One of the main arguments thrown out against the tournament is that players and teams won’t care about it. Activate your right brain a little, man. With a touch of creativity the league can make it something people will give a shit about. Contract bonuses for players, an allotment of lottery balls for the winner regardless of their regular season standing, or if you really wanna get bold, a guaranteed fourth-seed and home court in round one of the playoffs could help amp up the stakes; the last thing sounds like a lot, but it can’t be any worse than handing out a top-three seed for simply winning your division — a practice we’re barely a decade removed from. One or all of those carrots would get teams on board. Have Tiffany’s whip together a bitchin’ trophy and hype it up enough and players will in fact come to believe that it matters, too.
named it after someone cool who died and people will care right away. assassinate don nelson if you need to.— Kyle Lowry's Thumb Doctor (@Jacob_M_Mack) November 23, 2019
In time it’ll begin to juice up The Discourse us content piggies love so much. I can already envision myself calling Khris Middleton and Eric Bledsoe ‘tournament-ass players.’ Conversely, the legends of lesser known stars on teams without a real shot in the post-season would have a platform upon which to blossom. In 20 years, Hall-of-Fame debates will include arguments like “what about that time Player X* averaged 40 a game and dragged his sorry ass team to the 2024 Manscaped Classic championship?”
(* — Player X will almost certainly be Devin Booker.)
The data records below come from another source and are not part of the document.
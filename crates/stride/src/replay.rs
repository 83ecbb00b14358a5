//! Feeds recorded GPX tracks through the stats engine.

use std::io::Read;

use geo::{Distance as _, Haversine, geometry::Point};
use time::OffsetDateTime;

use crate::{
    errors::ReplayError,
    models::{RunSample, RunStats},
    stats::RunningStatsEngine,
};

/// Converts every timed track point into a cumulative-distance sample.
///
/// Distance accumulates over all points, timed or not, so gaps in the
/// timestamps do not shorten the run.
pub fn samples_from_gpx<R: Read>(reader: R) -> Result<Vec<RunSample>, ReplayError> {
    let gpx = gpx::read(reader)
        .map_err(|e| ReplayError::GpxParsing(format!("Failed to parse GPX: {e}")))?;

    let mut samples = Vec::new();
    let mut cumulative = 0.0;
    let mut last_point: Option<Point> = None;

    for track in &gpx.tracks {
        for seg in &track.segments {
            for wpt in &seg.points {
                let point = wpt.point();
                cumulative += last_point.map_or(0.0, |prev| Haversine.distance(prev, point));
                last_point = Some(point);

                if let Some(time) = wpt.time {
                    let timestamp: OffsetDateTime = time.into();
                    samples.push(RunSample::new(timestamp, cumulative).with_coordinate(point));
                }
            }
        }
    }

    if samples.is_empty() {
        return Err(ReplayError::NoTimedPoints);
    }
    Ok(samples)
}

/// Runs `samples` through a fresh run on `engine`, starting at the first
/// sample's timestamp.
pub fn replay_run(engine: &mut RunningStatsEngine, samples: &[RunSample]) -> RunStats {
    let Some(first) = samples.first() else {
        return engine.stats().clone();
    };
    engine.start_run(first.timestamp);
    let mut rejected = 0;
    for sample in samples {
        if engine
            .record_sample(
                sample.cumulative_distance_meters,
                sample.timestamp,
                sample.coordinate,
            )
            .is_err()
        {
            rejected += 1;
        }
    }
    engine.stop_run(OffsetDateTime::now_utc());
    if rejected > 0 {
        tracing::info!("Replay skipped {rejected} of {} samples", samples.len());
    }
    engine.stats().clone()
}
We’ll get title teams that also pull off a run to the Love’s Truck Stops NBA Bowl, and fans of those teams will get to throw out the League Double as a reason for why their team’s championship owned harder than others.
And look, no one with a brain will argue that a win in the Preparation H Cup will be more important or special than a championship. But we also don’t need to be such binary ghouls about giving teams reason to celebrate. For a league about which the most common complaint from normies is that things are too predictable and too few teams have a shot at a title, an extra trophy to play for gives teams with no shot in hell in the spring a chance to salvage something out of the season — or at the very least give their fans some warmth to cling to during the harsh winter months. You can’t tell me Wolves fans, with all the shit their team has dumped on them for the last decade and a half, wouldn’t get juiced for a Diet Cherry Vanilla Dr. Pepper Hoops Cup finals run, and then proceed to buy the NBA Store out of all the league cup champs gear in stock. As a Raptors fan, don’t lie and say that you wouldn’t have been thrilled to see Bargnani’s 12 Games of Competence coincide with a tournament run. At that time you’d have eaten up any shred of hope or excitement.
The proposal isn’t perfect, and will certainly change as it goes through various stages of league and Players Association approval. Having just eight teams thrown into a knockout round limits the number of single elimination games, which is kind of the main appeal of the whole thing. And inserting extra intense games into an otherwise chill part of the schedule does run counter to the pro-health movement the league has undergone in recent years.
The player safety concerns are definitely valid. But at the same time, it’s an entertainment product at the end of the day. As it stands, the chunk of the NBA calendar that truly engages the fan base, during which guys are trying hard, is a fraction of what it should be. With a little imagination, it doesn’t have to be that way.